INFORMATION SHOWN =

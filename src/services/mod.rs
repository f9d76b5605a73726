pub mod storage;
pub mod user_service;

PROBLEM STATEMENT = Copy out the whole listing above, leaving each line exactly as it stands.

ANSWER BOX =
filename src/services/mod.rs
repository f9d76b5605a73726
pub mod storage;
pub mod user_service;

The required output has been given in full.